My head hurts. Did I kill Faith? Did I throw her off the roof? Did we both go over? Well, I'm in the hospital, so I guess something must have happened.

"Did you find any trace of Faith? I think she fell off the roof, too."

Angel and Giles exchange a glance, then Angel gives me his best half-smile and it makes me fell warm and safe. God, I'm tired.

"Just rest now, Buffy," he says. "Everything will be fine."

I believe him. Angel never lied to me. Did the others? I'm not sure anymore. Must have banged my head pretty badly. I'm drifting off to sleep and can hear Angel and Giles talking about calling a specialist or something.

Everything will be all right. Angel said so.

I believe him. The pain will go away.

#

There is a hospital room. It's not a room in the strictest sense, more like a fictional image of a room, buried somewhere deep inside a mind that is desperately afraid of hospital rooms and what they represent. Sickness. Death. Emptiness.

In that room that is not a room there is a bed. A bed with a single occupant. A girl, sleeping, dreaming the days away in this room that is less than a dream itself. Just like the machine that is attached to the sleeping girl, a crude image of what the mind this all takes place in imagines a life support monitor to look like.

The monitor that is not a monitor shows a green line. The line is even and straight, but every now and then it makes a sharp twist, warping into a spike, then levels out again. Every spike is accompanied by a loud beep, though there is no one around to hear it. This is, after all, but a dream. Less than one, actually, for the dreamer is not even aware that there is such a dream to be dreamt here.

The girl on the bed does not move, except for the barely perceptible rise and fall of her chest. She is not breathing, of course. To breathe one would need to be real, which she isn't. Not in the corporeal sense anyway.

The monitor gives off its steady beat.
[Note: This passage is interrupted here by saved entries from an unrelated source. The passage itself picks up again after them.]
use crate::error::Result;
use crate::filter::FilterState;
use crate::pagination::{total_pages, PaginationState};
use serde::{Deserialize, Serialize};

/// One page of rows as returned by a server-paginated endpoint.
#[derive(Debug, Clone, PartialEq, Serialize, Deserialize)]
pub struct PageResponse<T> {
    pub items: Vec<T>,
    pub total: u64,
    pub page: u32,
    #[serde(rename = "pageSize")]
    pub page_size: u32,
    /// Some backends omit this; it is then derived from `total`.
    #[serde(rename = "totalPages", default, skip_serializing_if = "Option::is_none")]
    pub total_pages: Option<u32>,
}

impl<T> PageResponse<T> {
    pub fn pagination_state(&self) -> Result<PaginationState> {
        let mut state = PaginationState::from_total(self.page, self.page_size, self.total)?;
        if let Some(pages) = self.total_pages {
            state.total_pages = pages;
        }
        Ok(state)
    }

    pub fn derived_total_pages(&self) -> u32 {
        self.total_pages
            .unwrap_or_else(|| total_pages(self.total, self.page_size))
    }
}

/// Query sent for one page: paging, free-text search and predicate filters.
#[derive(Debug, Clone, PartialEq, Eq, Default, Serialize, Deserialize)]
pub struct PageQuery {
    pub page: u32,
    pub page_size: u32,
    pub search: Option<String>,
    /// `(field, comma-joined values)`.
    pub filters: Vec<(String, String)>,
}

impl PageQuery {
    pub fn new(page: u32, page_size: u32) -> Self {
        Self { page, page_size, ..Default::default() }
    }

    /// Copies the non-empty search term and predicate sets from `filter`.
    pub fn with_filter(mut self, filter: &FilterState) -> Self {
        let term = filter.search_term.trim();
        self.search = (!term.is_empty()).then(|| term.to_string());
        self.filters = filter
            .predicates()
            .map(|(field, values)| {
                let joined = values.iter().map(String::as_str).collect::<Vec<_>>().join(",");
                (field.to_string(), joined)
            })
            .collect();
        self
    }

    pub fn to_pairs(&self) -> Vec<(String, String)> {
        let mut pairs = vec![
            ("page".to_string(), self.page.to_string()),
            ("page_size".to_string(), self.page_size.to_string()),
        ];
        if let Some(q) = &self.search {
            pairs.push(("q".to_string(), q.clone()));
        }
        pairs.extend(self.filters.iter().cloned());
        pairs
    }

    /// URL-encoded query string without the leading `?`.
    pub fn to_query_string(&self) -> String {
        self.to_pairs()
            .iter()
            .map(|(k, v)| format!("{}={}", urlencoding::encode(k), urlencoding::encode(v)))
            .collect::<Vec<_>>()
            .join("&")
    }
}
The girl sleeps and dreams, thinking of a life she almost had. There is a small cardboard sign fastened to the bed, the words "Do not disturb!" written on it with a red marker.

The room has no windows and no one comes to visit. There is only one person who might conceivably come for a visit to this place, and she does not know about it.

The girl smiles in her sleep. She has her dreams and maybe, just maybe, someday she will wake. Wake to find that the girl whose mind she is sleeping in will need her again. It's little more than a slight chance, but she doesn't mind.

After all, you must always have Faith.